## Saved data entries

···

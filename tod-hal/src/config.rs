//! Process environment: log level, signal configuration, thread count and
//! accelerator policy.
//!
//! An [`Environment`] is assembled once at startup by an
//! [`EnvironmentBuilder`] and threaded through context construction.
//! Precedence for every setting: explicit builder override, then the
//! corresponding environment variable, then the default.
//!
//! | Variable            | Meaning                                                   | Default              |
//! |---------------------|-----------------------------------------------------------|----------------------|
//! | `TOD_LOGLEVEL`      | `VERBOSE`, `DEBUG`, `INFO`, `WARNING`, `ERROR`, `CRITICAL` | `INFO`               |
//! | `TOD_SIGNALS`       | `ALL` or a comma-separated list of signal names           | none enabled         |
//! | `TOD_NUM_THREADS`   | positive worker thread count                              | available parallelism|
//! | `TOD_ACCEL_DISABLE` | any value disables accelerator use                        | unset                |

use std::{fmt::Display, str::FromStr};

use tracing::{info, level_filters::LevelFilter};
use tracing_subscriber::EnvFilter;

use crate::error::{Error, Result};

pub const ENV_LOGLEVEL: &str = "TOD_LOGLEVEL";
pub const ENV_SIGNALS: &str = "TOD_SIGNALS";
pub const ENV_NUM_THREADS: &str = "TOD_NUM_THREADS";
pub const ENV_ACCEL_DISABLE: &str = "TOD_ACCEL_DISABLE";

/// Signals that may be enabled for trapping. `SIGKILL` is never trappable.
pub const SIGNALS: [&str; 19] = [
    "SIGHUP", "SIGINT", "SIGQUIT", "SIGILL", "SIGTRAP", "SIGABRT", "SIGEMT", "SIGFPE", "SIGBUS", "SIGSEGV", "SIGSYS", "SIGPIPE",
    "SIGALRM", "SIGTERM", "SIGURG", "SIGTSTP", "SIGXCPU", "SIGXFSZ", "SIGVTALRM",
];

#[derive(Debug, Clone, Copy, PartialEq, Eq, PartialOrd, Ord)]
pub enum LogLevel {
    Verbose,
    Debug,
    Info,
    Warning,
    Error,
    Critical,
}

impl LogLevel {
    pub fn level_filter(&self) -> LevelFilter {
        match self {
            LogLevel::Verbose => LevelFilter::TRACE,
            LogLevel::Debug => LevelFilter::DEBUG,
            LogLevel::Info => LevelFilter::INFO,
            LogLevel::Warning => LevelFilter::WARN,
            LogLevel::Error | LogLevel::Critical => LevelFilter::ERROR,
        }
    }
}

impl FromStr for LogLevel {
    type Err = Error;

    fn from_str(s: &str) -> Result<Self> {
        match s.trim().to_ascii_uppercase().as_str() {
            "VERBOSE" => Ok(LogLevel::Verbose),
            "DEBUG" => Ok(LogLevel::Debug),
            "INFO" => Ok(LogLevel::Info),
            "WARNING" => Ok(LogLevel::Warning),
            "ERROR" => Ok(LogLevel::Error),
            "CRITICAL" => Ok(LogLevel::Critical),
            _ => Err(Error::InvalidLogLevel(s.to_string())),
        }
    }
}

impl Display for LogLevel {
    fn fmt(&self, f: &mut std::fmt::Formatter<'_>) -> std::fmt::Result {
        let s: &str = match self {
            LogLevel::Verbose => "VERBOSE",
            LogLevel::Debug => "DEBUG",
            LogLevel::Info => "INFO",
            LogLevel::Warning => "WARNING",
            LogLevel::Error => "ERROR",
            LogLevel::Critical => "CRITICAL",
        };
        write!(f, "{s}")
    }
}

/// Parses a signal specification: `ALL`, or a comma-separated list of
/// names from [`SIGNALS`]. Names are case-insensitive; whitespace around
/// names and empty items are ignored; duplicates collapse.
pub fn parse_signal_list(value: &str) -> Result<Vec<&'static str>> {
    if value.trim().eq_ignore_ascii_case("ALL") {
        return Ok(SIGNALS.to_vec());
    }
    let mut enabled: Vec<&'static str> = Vec::new();
    for item in value.split(',').map(str::trim).filter(|s| !s.is_empty()) {
        let name: &'static str = SIGNALS
            .iter()
            .copied()
            .find(|sig| sig.eq_ignore_ascii_case(item))
            .ok_or_else(|| Error::UnknownSignal(item.to_string()))?;
        if !enabled.contains(&name) {
            enabled.push(name);
        }
    }
    Ok(enabled)
}

fn parse_threads(s: &str) -> Result<usize> {
    match s.trim().parse::<usize>() {
        Ok(n) if n > 0 => Ok(n),
        _ => Err(Error::InvalidThreadCount(s.to_string())),
    }
}

fn default_threads() -> usize {
    std::thread::available_parallelism().map(|n| n.get()).unwrap_or(1)
}

#[derive(Debug, Clone, PartialEq)]
pub struct Environment {
    log_level: LogLevel,
    signals_enabled: Vec<&'static str>,
    max_threads: usize,
    accel_disabled: bool,
    node_rank: usize,
    node_procs: usize,
}

impl Default for Environment {
    fn default() -> Self {
        Self {
            log_level: LogLevel::Info,
            signals_enabled: Vec::new(),
            max_threads: default_threads(),
            accel_disabled: false,
            node_rank: 0,
            node_procs: 1,
        }
    }
}

impl Environment {
    /// Reads the process environment with no explicit overrides.
    pub fn from_env() -> Result<Self> {
        EnvironmentBuilder::new().build()
    }

    pub fn log_level(&self) -> LogLevel {
        self.log_level
    }

    /// All signal names that can be configured.
    pub fn signals(&self) -> &'static [&'static str] {
        &SIGNALS
    }

    pub fn signal_enabled(&self, name: &str) -> bool {
        self.signals_enabled.iter().any(|s| s.eq_ignore_ascii_case(name))
    }

    pub fn enabled_signals(&self) -> &[&'static str] {
        &self.signals_enabled
    }

    pub fn max_threads(&self) -> usize {
        self.max_threads
    }

    pub fn accel_disabled(&self) -> bool {
        self.accel_disabled
    }

    pub fn node_rank(&self) -> usize {
        self.node_rank
    }

    pub fn node_procs(&self) -> usize {
        self.node_procs
    }

    /// Installs a global `tracing` subscriber filtered at [`Environment::log_level`],
    /// unless `RUST_LOG` provides a filter. Does nothing if a subscriber is
    /// already installed.
    pub fn init_logging(&self) {
        let filter: EnvFilter =
            EnvFilter::try_from_default_env().unwrap_or_else(|_| EnvFilter::new(self.log_level.level_filter().to_string()));
        let _ = tracing_subscriber::fmt()
            .with_env_filter(filter)
            .with_target(true)
            .try_init();
    }

    /// Emits the configuration report at `info` level.
    pub fn log_summary(&self) {
        info!(log_level = %self.log_level, "environment");
        for sig in SIGNALS {
            info!(signal = sig, enabled = self.signal_enabled(sig), "signal handling");
        }
        info!(
            max_threads = self.max_threads,
            accel_disabled = self.accel_disabled,
            node_rank = self.node_rank,
            node_procs = self.node_procs,
            "execution"
        );
    }
}

/// Builds an [`Environment`]; see the module documentation for precedence.
#[derive(Debug, Clone, Default)]
pub struct EnvironmentBuilder {
    log_level: Option<LogLevel>,
    signals: Option<String>,
    max_threads: Option<usize>,
    accel_disabled: Option<bool>,
    node: Option<(usize, usize)>,
}

impl EnvironmentBuilder {
    pub fn new() -> Self {
        Self::default()
    }

    pub fn log_level(mut self, level: LogLevel) -> Self {
        self.log_level = Some(level);
        self
    }

    /// Signal specification, same syntax as `TOD_SIGNALS`.
    pub fn signals(mut self, value: impl Into<String>) -> Self {
        self.signals = Some(value.into());
        self
    }

    pub fn max_threads(mut self, n: usize) -> Self {
        self.max_threads = Some(n.max(1));
        self
    }

    pub fn accel_disabled(mut self, disabled: bool) -> Self {
        self.accel_disabled = Some(disabled);
        self
    }

    /// Rank of this process among the `procs` processes sharing the node's
    /// devices. Used to spread processes across devices.
    pub fn node(mut self, rank: usize, procs: usize) -> Self {
        self.node = Some((rank, procs.max(1)));
        self
    }

    /// Builds from the process environment.
    pub fn build(self) -> Result<Environment> {
        self.build_with(|name| std::env::var(name).ok())
    }

    /// Builds using `lookup` in place of the process environment.
    pub fn build_with<F>(self, lookup: F) -> Result<Environment>
    where
        F: Fn(&str) -> Option<String>,
    {
        let log_level: LogLevel = match self.log_level {
            Some(level) => level,
            None => lookup(ENV_LOGLEVEL)
                .map(|s| s.parse::<LogLevel>())
                .transpose()?
                .unwrap_or(LogLevel::Info),
        };

        let signals_enabled: Vec<&'static str> = match self.signals.or_else(|| lookup(ENV_SIGNALS)) {
            Some(value) => parse_signal_list(&value)?,
            None => Vec::new(),
        };

        let max_threads: usize = match self.max_threads {
            Some(n) => n,
            None => lookup(ENV_NUM_THREADS)
                .map(|s| parse_threads(&s))
                .transpose()?
                .unwrap_or_else(default_threads),
        };

        let accel_disabled: bool = self
            .accel_disabled
            .unwrap_or_else(|| lookup(ENV_ACCEL_DISABLE).is_some());

        let (node_rank, node_procs) = self.node.unwrap_or((0, 1));

        Ok(Environment {
            log_level,
            signals_enabled,
            max_threads,
            accel_disabled,
            node_rank,
            node_procs,
        })
    }
}

#[cfg(test)]
mod tests {
    use super::*;

    fn vars(pairs: &'static [(&'static str, &'static str)]) -> impl Fn(&str) -> Option<String> {
        move |name| {
            pairs
                .iter()
                .find(|(k, _)| *k == name)
                .map(|(_, v)| v.to_string())
        }
    }

    #[test]
    fn defaults() {
        let env: Environment = EnvironmentBuilder::new().build_with(|_| None).unwrap();
        assert_eq!(env.log_level(), LogLevel::Info);
        assert!(env.enabled_signals().is_empty());
        assert!(env.max_threads() >= 1);
        assert!(!env.accel_disabled());
        assert_eq!((env.node_rank(), env.node_procs()), (0, 1));
    }

    #[test]
    fn env_vars_applied() {
        let env: Environment = EnvironmentBuilder::new()
            .build_with(vars(&[
                (ENV_LOGLEVEL, "debug"),
                (ENV_SIGNALS, "SIGINT, sigterm"),
                (ENV_NUM_THREADS, "3"),
                (ENV_ACCEL_DISABLE, "1"),
            ]))
            .unwrap();
        assert_eq!(env.log_level(), LogLevel::Debug);
        assert_eq!(env.enabled_signals(), &["SIGINT", "SIGTERM"]);
        assert!(env.signal_enabled("SIGTERM"));
        assert!(!env.signal_enabled("SIGHUP"));
        assert_eq!(env.max_threads(), 3);
        assert!(env.accel_disabled());
    }

    #[test]
    fn overrides_beat_env_vars() {
        let env: Environment = EnvironmentBuilder::new()
            .log_level(LogLevel::Error)
            .signals("")
            .max_threads(2)
            .accel_disabled(false)
            .build_with(vars(&[
                (ENV_LOGLEVEL, "DEBUG"),
                (ENV_SIGNALS, "ALL"),
                (ENV_NUM_THREADS, "8"),
                (ENV_ACCEL_DISABLE, "yes"),
            ]))
            .unwrap();
        assert_eq!(env.log_level(), LogLevel::Error);
        assert!(env.enabled_signals().is_empty());
        assert_eq!(env.max_threads(), 2);
        assert!(!env.accel_disabled());
    }

    #[test]
    fn signal_list_parsing() {
        assert_eq!(parse_signal_list("ALL").unwrap().len(), SIGNALS.len());
        assert_eq!(parse_signal_list(" all ").unwrap().len(), SIGNALS.len());
        assert_eq!(parse_signal_list("SIGSEGV,,SIGSEGV, ").unwrap(), vec!["SIGSEGV"]);
        assert_eq!(parse_signal_list("").unwrap(), Vec::<&str>::new());
        assert_eq!(
            parse_signal_list("SIGINT,SIGKILL"),
            Err(Error::UnknownSignal("SIGKILL".to_string()))
        );
    }

    #[test]
    fn invalid_values_rejected() {
        assert_eq!(
            EnvironmentBuilder::new().build_with(vars(&[(ENV_LOGLEVEL, "LOUD")])),
            Err(Error::InvalidLogLevel("LOUD".to_string()))
        );
        assert_eq!(
            EnvironmentBuilder::new().build_with(vars(&[(ENV_NUM_THREADS, "0")])),
            Err(Error::InvalidThreadCount("0".to_string()))
        );
    }

    #[test]
    fn log_levels_map_to_filters() {
        assert_eq!(LogLevel::Verbose.level_filter(), LevelFilter::TRACE);
        assert_eq!(LogLevel::Warning.level_filter(), LevelFilter::WARN);
        assert_eq!(LogLevel::Critical.level_filter(), LevelFilter::ERROR);
        assert_eq!("critical".parse::<LogLevel>().unwrap(), LogLevel::Critical);
    }
}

···

## What you are asked to do
Go through the entries and report every line with the string "SIGKILL".

## Expected output
/// Signals that may be enabled for trapping. `SIGKILL` is never trappable.
            parse_signal_list("SIGINT,SIGKILL"),
            Err(Error::UnknownSignal("SIGKILL".to_string()))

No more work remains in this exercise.